* Brief
Check each line of the material below, and copy it if it holds the string "LocalIdentity".

* Information given
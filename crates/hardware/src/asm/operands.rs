//! Operand lexing and parsing.
//!
//! Turns the text after a mnemonic into typed operands: integer literals,
//! `offset(base)` memory operands, label expressions (`label`, `label+N`,
//! `label-N`), and quoted string literals.

use crate::asm::symbols::SymbolTable;
use crate::common::error::EncodingError;
use crate::isa::abi::parse_register;

/// Splits an instruction line into its lower-cased mnemonic and operand tokens.
///
/// Operands are separated by commas and/or whitespace.
pub fn split_instruction(text: &str) -> (String, Vec<&str>) {
    let text = text.trim();
    let (mnemonic, rest) = text
        .split_once(char::is_whitespace)
        .unwrap_or((text, ""));
    let operands = rest
        .split(|c: char| c == ',' || c.is_whitespace())
        .filter(|t| !t.is_empty())
        .collect();
    (mnemonic.to_ascii_lowercase(), operands)
}

/// Parses an integer literal: decimal, `0x` hex, or `0b` binary, with an optional sign.
pub fn parse_int(token: &str) -> Option<i64> {
    let t = token.trim();
    let (negative, body) = match t.as_bytes().first() {
        Some(b'-') => (true, &t[1..]),
        Some(b'+') => (false, &t[1..]),
        _ => (false, t),
    };
    // `from_str_radix` would accept a second sign after the prefix.
    let radix = |digits: &str, radix: u32| {
        if digits.starts_with(['+', '-']) {
            None
        } else {
            i64::from_str_radix(digits, radix).ok()
        }
    };
    let magnitude = if let Some(hex) = body.strip_prefix("0x").or_else(|| body.strip_prefix("0X")) {
        radix(hex, 16)?
    } else if let Some(bin) = body.strip_prefix("0b").or_else(|| body.strip_prefix("0B")) {
        radix(bin, 2)?
    } else if !body.is_empty() && body.bytes().all(|b| b.is_ascii_digit()) {
        body.parse::<i64>().ok()?
    } else {
        return None;
    };
    Some(if negative { -magnitude } else { magnitude })
}

/// Parses an integer literal and checks it against `min..=max`.
///
/// # Errors
///
/// [`EncodingError::InvalidImmediate`] when the token is not a literal and
/// [`EncodingError::ImmediateOutOfRange`] when it does not fit.
pub fn parse_int_in(token: &str, min: i64, max: i64) -> Result<i64, EncodingError> {
    let v = parse_int(token).ok_or_else(|| EncodingError::InvalidImmediate(token.to_string()))?;
    if (min..=max).contains(&v) {
        Ok(v)
    } else {
        Err(EncodingError::ImmediateOutOfRange {
            token: token.to_string(),
            min,
            max,
        })
    }
}

/// Returns `true` if `name` is a valid label identifier.
pub fn is_identifier(name: &str) -> bool {
    let mut chars = name.chars();
    chars
        .next()
        .is_some_and(|c| c.is_ascii_alphabetic() || c == '_' || c == '.')
        && chars.all(|c| c.is_ascii_alphanumeric() || c == '_' || c == '.')
}

/// Returns `true` if the token is a label expression rather than a literal or
/// an `offset(base)` operand.
pub fn is_label_expr(token: &str) -> bool {
    !token.contains('(') && parse_int(token).is_none() && is_identifier(label_part(token))
}

fn label_part(token: &str) -> &str {
    token
        .find(['+', '-'])
        .map_or(token, |idx| &token[..idx])
}

/// Resolves an address operand: a literal or a label expression.
///
/// # Errors
///
/// [`EncodingError::UndefinedLabel`] for unknown labels and
/// [`EncodingError::InvalidImmediate`] for a malformed `±N` suffix.
pub fn resolve_address(token: &str, symbols: &SymbolTable) -> Result<u32, EncodingError> {
    if let Some(v) = parse_int(token) {
        return Ok(v as u32);
    }
    let label = label_part(token);
    if !is_identifier(label) {
        return Err(EncodingError::MalformedOperand(token.to_string()));
    }
    let base = symbols
        .resolve(label)
        .ok_or_else(|| EncodingError::UndefinedLabel(label.to_string()))?;
    let suffix = &token[label.len()..];
    if suffix.is_empty() {
        return Ok(base);
    }
    let offset =
        parse_int(suffix).ok_or_else(|| EncodingError::InvalidImmediate(suffix.to_string()))?;
    Ok(base.wrapping_add(offset as u32))
}

/// Parses an `offset(base)` memory operand into `(offset, base register)`.
///
/// The offset may be omitted (`($sp)`); a bare literal means `literal($zero)`.
///
/// # Errors
///
/// [`EncodingError::MalformedOperand`] for anything else, or the register and
/// immediate errors of the parts.
pub fn parse_mem_operand(token: &str) -> Result<(i64, usize), EncodingError> {
    let Some(open) = token.find('(') else {
        let offset = parse_int_in(token, -32768, 32767)?;
        return Ok((offset, 0));
    };
    let close = token
        .rfind(')')
        .filter(|&c| c > open && c == token.len() - 1)
        .ok_or_else(|| EncodingError::MalformedOperand(token.to_string()))?;
    let offset_text = token[..open].trim();
    let offset = if offset_text.is_empty() {
        0
    } else {
        parse_int_in(offset_text, -32768, 32767)?
    };
    let base = parse_register(&token[open + 1..close])?;
    Ok((offset, base))
}

/// Parses a double-quoted string literal, decoding `\n \t \0 \\ \"`.
///
/// # Errors
///
/// [`EncodingError::MalformedString`] for missing quotes or unknown escapes.
pub fn parse_string_literal(text: &str) -> Result<Vec<u8>, EncodingError> {
    let malformed = || EncodingError::MalformedString(text.to_string());
    let inner = text
        .trim()
        .strip_prefix('"')
        .and_then(|s| s.strip_suffix('"'))
        .ok_or_else(malformed)?;

    let mut out = Vec::with_capacity(inner.len());
    let mut bytes = inner.bytes();
    while let Some(b) = bytes.next() {
        match b {
            b'\\' => out.push(match bytes.next() {
                Some(b'n') => b'\n',
                Some(b't') => b'\t',
                Some(b'0') => 0,
                Some(b'\\') => b'\\',
                Some(b'"') => b'"',
                _ => return Err(malformed()),
            }),
            b'"' => return Err(malformed()),
            other => out.push(other),
        }
    }
    Ok(out)
}
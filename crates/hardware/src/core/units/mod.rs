//! Execution units of the single-cycle datapath.

/// Arithmetic Logic Unit for integer operations.
pub mod alu;
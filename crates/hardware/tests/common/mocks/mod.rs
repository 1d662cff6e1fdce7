//! Mock collaborators built with `mockall`.
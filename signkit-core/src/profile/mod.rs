//! The user profile: a lockable owner of one keyring.
//!
//! A profile starts unlocked. [`UserProfile::lock`] takes the keyring out
//! and drops it, which wipes every private key, and then publishes the new
//! state on a [`LockState`] stream. There is no way back: a fresh unlocked
//! profile has to be loaded from a store again.
//!
//! All operations take `&self` and are serialized by one mutex around the
//! keyring, so a signature in flight either completes against the keyring
//! or observes [`ProfileError::ProfileLocked`].

mod error;

use std::sync::{Mutex, MutexGuard, PoisonError};

use chrono::{DateTime, SecondsFormat, SubsecRound, Utc};
use signkit_store::KeyValueStore;
use tokio::sync::watch;

pub use error::{ProfileError, ProfileResult};

use crate::keyring::{
    Keyring, KeyringEntry, KeyringEntryId, KeyringSerialization, LocalIdentity, PublicIdentity,
};
use crate::transaction::{FullSignature, Nonce, SignedTransaction, TxCodec, UnsignedTransaction};

/// Store key of the creation timestamp record.
pub const CREATED_AT_KEY: &str = "created_at";

/// Store key of the keyring record.
pub const KEYRING_KEY: &str = "keyring";

/// Subscription to a profile's lock state.
///
/// The current value is available immediately, including for subscribers
/// created after the profile was locked.
#[derive(Debug, Clone)]
pub struct LockState(watch::Receiver<bool>);

impl LockState {
    /// Current lock state.
    #[must_use]
    pub fn is_locked(&self) -> bool {
        *self.0.borrow()
    }

    /// Waits for the next change and returns the new state.
    ///
    /// Returns `None` once the profile has been dropped.
    pub async fn changed(&mut self) -> Option<bool> {
        self.0.changed().await.ok()?;
        Some(*self.0.borrow_and_update())
    }

    /// Resolves once the profile is locked or dropped.
    pub async fn wait_until_locked(&mut self) {
        // An error means the profile is gone, which also means no keyring.
        let _ = self.0.wait_for(|locked| *locked).await;
    }
}

/// A lockable owner of one [`Keyring`].
#[derive(Debug)]
pub struct UserProfile {
    created_at: DateTime<Utc>,
    keyring: Mutex<Option<Keyring>>,
    lock_state: watch::Sender<bool>,
}

impl UserProfile {
    /// Creates an unlocked profile with an empty keyring.
    #[must_use]
    pub fn new() -> Self {
        Self::with_keyring(Keyring::new())
    }

    /// Creates an unlocked profile owning `keyring`, timestamped now.
    #[must_use]
    pub fn with_keyring(keyring: Keyring) -> Self {
        // Stored timestamps carry milliseconds; keep memory and store equal.
        Self::from_parts(Utc::now().trunc_subsecs(3), keyring)
    }

    fn from_parts(created_at: DateTime<Utc>, keyring: Keyring) -> Self {
        let (lock_state, _) = watch::channel(false);
        Self {
            created_at,
            keyring: Mutex::new(Some(keyring)),
            lock_state,
        }
    }

    /// When the profile was first created.
    #[must_use]
    pub const fn created_at(&self) -> DateTime<Utc> {
        self.created_at
    }

    /// Appends an entry to the keyring and returns its index.
    ///
    /// # Errors
    ///
    /// [`ProfileError::ProfileLocked`] after [`lock`](Self::lock).
    pub fn add_entry(&self, entry: Box<dyn KeyringEntry>) -> ProfileResult<usize> {
        self.with_unlocked(|keyring| {
            let index = keyring.add(entry);
            log::debug!("added keyring entry #{index}");
            Ok(index)
        })
    }

    /// Number of keyring entries.
    ///
    /// # Errors
    ///
    /// [`ProfileError::ProfileLocked`] after [`lock`](Self::lock).
    pub fn entries_count(&self) -> ProfileResult<usize> {
        self.with_unlocked(|keyring| Ok(keyring.len()))
    }

    /// Entry ids in keyring order.
    ///
    /// # Errors
    ///
    /// [`ProfileError::ProfileLocked`] after [`lock`](Self::lock).
    pub fn entry_ids(&self) -> ProfileResult<Vec<KeyringEntryId>> {
        self.with_unlocked(|keyring| {
            Ok(keyring
                .get_entries()
                .iter()
                .map(|entry| entry.id().clone())
                .collect())
        })
    }

    /// Entry labels in keyring order.
    ///
    /// # Errors
    ///
    /// [`ProfileError::ProfileLocked`] after [`lock`](Self::lock).
    pub fn entry_labels(&self) -> ProfileResult<Vec<Option<String>>> {
        self.with_unlocked(|keyring| {
            Ok(keyring
                .get_entries()
                .iter()
                .map(|entry| entry.label().map(str::to_owned))
                .collect())
        })
    }

    /// Sets or clears the label of entry `index`.
    ///
    /// # Errors
    ///
    /// [`ProfileError::ProfileLocked`] or [`ProfileError::EntryNotFound`].
    pub fn set_entry_label(&self, index: usize, label: Option<String>) -> ProfileResult<()> {
        self.with_unlocked(|keyring| {
            entry_at_mut(keyring, index)?.set_label(label);
            Ok(())
        })
    }

    /// Creates an identity in entry `index`.
    ///
    /// # Errors
    ///
    /// [`ProfileError::ProfileLocked`], [`ProfileError::EntryNotFound`], or
    /// a keyring error from the entry.
    pub fn create_identity(&self, index: usize) -> ProfileResult<LocalIdentity> {
        self.with_unlocked(|keyring| Ok(entry_at_mut(keyring, index)?.create_identity()?))
    }

    /// Sets or clears the label of `identity` in entry `index`.
    ///
    /// # Errors
    ///
    /// [`ProfileError::ProfileLocked`], [`ProfileError::EntryNotFound`], or
    /// [`KeyringError::UnknownIdentity`](crate::keyring::KeyringError::UnknownIdentity).
    pub fn set_identity_label(
        &self,
        index: usize,
        identity: &PublicIdentity,
        label: Option<String>,
    ) -> ProfileResult<()> {
        self.with_unlocked(|keyring| {
            Ok(entry_at_mut(keyring, index)?.set_identity_label(identity, label)?)
        })
    }

    /// Identities of entry `index` in creation order.
    ///
    /// # Errors
    ///
    /// [`ProfileError::ProfileLocked`] or [`ProfileError::EntryNotFound`].
    pub fn get_identities(&self, index: usize) -> ProfileResult<Vec<LocalIdentity>> {
        self.with_unlocked(|keyring| Ok(entry_at(keyring, index)?.get_identities()))
    }

    /// Signs `transaction` at `nonce` with `identity` from entry `index`.
    ///
    /// The returned transaction has no co-signatures.
    ///
    /// # Errors
    ///
    /// [`ProfileError::ProfileLocked`], [`ProfileError::EntryNotFound`], or
    /// the entry's signing failure unchanged.
    pub fn sign_transaction<T, C>(
        &self,
        index: usize,
        identity: &PublicIdentity,
        transaction: T,
        codec: &C,
        nonce: Nonce,
    ) -> ProfileResult<SignedTransaction<T>>
    where
        T: UnsignedTransaction,
        C: TxCodec<T> + ?Sized,
    {
        let primary = self.full_signature(index, identity, &transaction, codec, nonce)?;
        Ok(SignedTransaction::new(transaction, primary))
    }

    /// Returns a copy of `signed` with one more signature from `identity`.
    ///
    /// Each co-signer supplies its own `nonce`. `signed` is not modified.
    ///
    /// # Errors
    ///
    /// Same as [`sign_transaction`](Self::sign_transaction).
    pub fn append_signature<T, C>(
        &self,
        index: usize,
        identity: &PublicIdentity,
        signed: &SignedTransaction<T>,
        codec: &C,
        nonce: Nonce,
    ) -> ProfileResult<SignedTransaction<T>>
    where
        T: UnsignedTransaction + Clone,
        C: TxCodec<T> + ?Sized,
    {
        let signature = self.full_signature(index, identity, &signed.transaction, codec, nonce)?;
        Ok(signed.with_signature(signature))
    }

    fn full_signature<T, C>(
        &self,
        index: usize,
        identity: &PublicIdentity,
        transaction: &T,
        codec: &C,
        nonce: Nonce,
    ) -> ProfileResult<FullSignature>
    where
        T: UnsignedTransaction,
        C: TxCodec<T> + ?Sized,
    {
        self.with_unlocked(|keyring| {
            let entry = entry_at(keyring, index)?;
            let job = codec.bytes_to_sign(transaction, nonce);
            let signature =
                entry.create_transaction_signature(identity, &job, transaction.chain_id())?;
            Ok(FullSignature {
                nonce,
                pubkey: identity.pubkey.clone(),
                signature,
            })
        })
    }

    /// Drops the keyring and marks the profile locked. Idempotent.
    pub fn lock(&self) {
        let mut guard = self.guard();
        if let Some(keyring) = guard.take() {
            log::info!("locking profile, dropping {} keyring entries", keyring.len());
            drop(keyring);
        }
        // Published under the guard so no caller sees `ProfileLocked` while
        // the state still reads unlocked.
        self.lock_state.send_replace(true);
        drop(guard);
    }

    /// Whether [`lock`](Self::lock) has been called.
    #[must_use]
    pub fn is_locked(&self) -> bool {
        *self.lock_state.borrow()
    }

    /// Subscribes to the lock state.
    #[must_use]
    pub fn locked(&self) -> LockState {
        LockState(self.lock_state.subscribe())
    }

    /// Replaces the whole content of `store` with this profile.
    ///
    /// Exactly two records are written, [`CREATED_AT_KEY`] and
    /// [`KEYRING_KEY`]; anything else in the store is removed.
    ///
    /// # Errors
    ///
    /// [`ProfileError::ProfileLocked`], or a keyring or store error.
    pub fn store_in<S>(&self, store: &S) -> ProfileResult<()>
    where
        S: KeyValueStore + ?Sized,
    {
        let serialization = self.with_unlocked(|keyring| Ok(keyring.serialize()?))?;
        let created_at = self
            .created_at
            .to_rfc3339_opts(SecondsFormat::Millis, true);

        store.replace_all(&[
            (CREATED_AT_KEY, created_at.as_str()),
            (KEYRING_KEY, serialization.as_str()),
        ])?;
        log::info!("profile stored");
        Ok(())
    }

    /// Restores an unlocked profile from `store`.
    ///
    /// # Errors
    ///
    /// [`ProfileError::MissingField`] naming the absent record,
    /// [`ProfileError::InvalidTimestamp`], or a keyring or store error.
    pub fn load_from<S>(store: &S) -> ProfileResult<Self>
    where
        S: KeyValueStore + ?Sized,
    {
        let created_at = store
            .get(CREATED_AT_KEY)?
            .ok_or(ProfileError::MissingField(CREATED_AT_KEY))?;
        let serialization = KeyringSerialization::new(
            store
                .get(KEYRING_KEY)?
                .ok_or(ProfileError::MissingField(KEYRING_KEY))?,
        );

        let created_at = DateTime::parse_from_rfc3339(&created_at)
            .map_err(|err| ProfileError::InvalidTimestamp(format!("{created_at:?}: {err}")))?
            .with_timezone(&Utc);
        let keyring = Keyring::deserialize(&serialization)?;

        log::info!("profile loaded with {} keyring entries", keyring.len());
        Ok(Self::from_parts(created_at, keyring))
    }

    fn guard(&self) -> MutexGuard<'_, Option<Keyring>> {
        self.keyring.lock().unwrap_or_else(PoisonError::into_inner)
    }

    fn with_unlocked<R>(
        &self,
        f: impl FnOnce(&mut Keyring) -> ProfileResult<R>,
    ) -> ProfileResult<R> {
        let mut guard = self.guard();
        let keyring = guard.as_mut().ok_or(ProfileError::ProfileLocked)?;
        f(keyring)
    }
}

impl Default for UserProfile {
    fn default() -> Self {
        Self::new()
    }
}

fn entry_at(keyring: &Keyring, index: usize) -> ProfileResult<&dyn KeyringEntry> {
    keyring.entry(index).ok_or(ProfileError::EntryNotFound {
        index,
        count: keyring.len(),
    })
}

fn entry_at_mut(
    keyring: &mut Keyring,
    index: usize,
) -> ProfileResult<&mut (dyn KeyringEntry + 'static)> {
    let count = keyring.len();
    keyring
        .entry_mut(index)
        .ok_or(ProfileError::EntryNotFound { index, count })
}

* Result of this exercise
    Keyring, KeyringEntry, KeyringEntryId, KeyringSerialization, LocalIdentity, PublicIdentity,
    pub fn create_identity(&self, index: usize) -> ProfileResult<LocalIdentity> {
    pub fn get_identities(&self, index: usize) -> ProfileResult<Vec<LocalIdentity>> {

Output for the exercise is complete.